#### Data for processing ####

//! EvaluationSession: roster, ratings matrix, and used-question sets for
//! one evaluation run.

use std::collections::{HashMap, HashSet};

use chrono::{DateTime, Utc};
use serde::{Deserialize, Serialize};
use uuid::Uuid;

use amity_core::errors::SessionError;
use amity_core::models::{EvaluationMode, Friend, RatingsMatrix, Roster};

/// The prompt currently shown to the user: which friend is being rated
/// and which question template produced the prompt.
#[derive(Debug, Clone, PartialEq, Eq, Serialize, Deserialize)]
pub struct CurrentPrompt {
    pub friend_id: String,
    pub trait_id: String,
    pub question_index: usize,
    pub prompt: String,
}

/// All mutable state of one evaluation run. Discarded wholesale when the
/// user abandons the run; only final rankings are ever persisted.
#[derive(Debug, Clone, Serialize, Deserialize)]
pub struct EvaluationSession {
    /// Unique session identifier.
    pub session_id: String,
    /// Owning user.
    pub user_id: String,
    /// Which game produced this session.
    pub mode: EvaluationMode,
    /// When this session was created.
    pub created_at: DateTime<Utc>,
    /// Last activity timestamp.
    pub last_activity: DateTime<Utc>,
    /// Friends under evaluation, insertion-ordered.
    pub roster: Roster,
    /// Scores recorded so far.
    pub ratings: RatingsMatrix,
    /// Per-trait set of consumed question-template indices.
    /// Reset on exhaustion; never persisted across sessions.
    used_questions: HashMap<String, HashSet<usize>>,
    /// Questions answered so far, for progress display.
    pub questions_answered: usize,
    /// Prompt currently presented, if any.
    pub current: Option<CurrentPrompt>,
}

impl EvaluationSession {
    /// Create a fresh session for a user and mode.
    pub fn new(user_id: &str, mode: EvaluationMode) -> Self {
        let now = Utc::now();
        Self {
            session_id: Uuid::new_v4().to_string(),
            user_id: user_id.to_string(),
            mode,
            created_at: now,
            last_activity: now,
            roster: Roster::new(),
            ratings: RatingsMatrix::new(),
            used_questions: HashMap::new(),
            questions_answered: 0,
            current: None,
        }
    }

    /// Add a friend to the roster before the run starts.
    pub fn add_friend(&mut self, friend: Friend) -> Result<(), SessionError> {
        self.roster.add(friend)?;
        self.touch();
        Ok(())
    }

    /// Record a score for a (trait, friend) pair and bump progress.
    pub fn record_rating(&mut self, trait_id: &str, friend_id: &str, score: u8) {
        self.ratings.record(trait_id, friend_id, score);
        self.questions_answered += 1;
        self.touch();
    }

    /// Question indices already consumed for a trait.
    pub fn used_questions(&self, trait_id: &str) -> Option<&HashSet<usize>> {
        self.used_questions.get(trait_id)
    }

    /// Whether a question template has been shown for a trait.
    pub fn is_question_used(&self, trait_id: &str, index: usize) -> bool {
        self.used_questions
            .get(trait_id)
            .is_some_and(|set| set.contains(&index))
    }

    /// Mark a question template as shown for a trait.
    pub fn mark_question_used(&mut self, trait_id: &str, index: usize) {
        self.used_questions
            .entry(trait_id.to_string())
            .or_default()
            .insert(index);
        self.touch();
    }

    /// Clear a trait's used-question set once every template has been shown.
    pub fn reset_used_questions(&mut self, trait_id: &str) {
        if let Some(set) = self.used_questions.get_mut(trait_id) {
            set.clear();
        }
    }

    /// Restart the run keeping the same roster: ratings, used-question
    /// sets, and progress are dropped.
    pub fn restart(&mut self) {
        self.ratings.clear();
        self.used_questions.clear();
        self.questions_answered = 0;
        self.current = None;
        self.touch();
    }

    /// Duration since last activity.
    pub fn idle_duration(&self) -> chrono::Duration {
        Utc::now() - self.last_activity
    }

    fn touch(&mut self) {
        self.last_activity = Utc::now();
    }
}
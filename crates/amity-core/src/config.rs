//! Runtime configuration with serde defaults.

use serde::{Deserialize, Serialize};

use crate::errors::CatalogError;

mod defaults {
    use crate::constants;

    pub const DEFAULT_VERSUS_PROMPTS_PER_TRAIT: usize = constants::VERSUS_PROMPTS_PER_TRAIT;
    pub const DEFAULT_STRENGTH_THRESHOLD: f64 = constants::STRENGTH_THRESHOLD;
    pub const DEFAULT_SUGGESTION_LIMIT: usize = constants::ACTIVITY_SUGGESTION_LIMIT;
}

/// Engine configuration. Every field falls back to its default when
/// absent from the loaded TOML.
#[derive(Debug, Clone, Serialize, Deserialize)]
#[serde(default)]
pub struct AmityConfig {
    /// Head-to-head prompts asked per trait in versus mode.
    pub versus_prompts_per_trait: usize,
    /// Trait average strictly above this counts as a strength.
    pub strength_threshold: f64,
    /// Improvement activities suggested per analysis.
    pub suggestion_limit: usize,
}

impl Default for AmityConfig {
    fn default() -> Self {
        Self {
            versus_prompts_per_trait: defaults::DEFAULT_VERSUS_PROMPTS_PER_TRAIT,
            strength_threshold: defaults::DEFAULT_STRENGTH_THRESHOLD,
            suggestion_limit: defaults::DEFAULT_SUGGESTION_LIMIT,
        }
    }
}

impl AmityConfig {
    /// Parse configuration from TOML text.
    pub fn from_toml_str(text: &str) -> Result<Self, CatalogError> {
        toml::from_str(text).map_err(|e| CatalogError::Parse {
            reason: e.to_string(),
        })
    }
}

####

--- Exercise objective ---
Give the number of lines in the listing that hold the string "EvaluationMode", and supply nothing further.

--- Finished exercise ---
3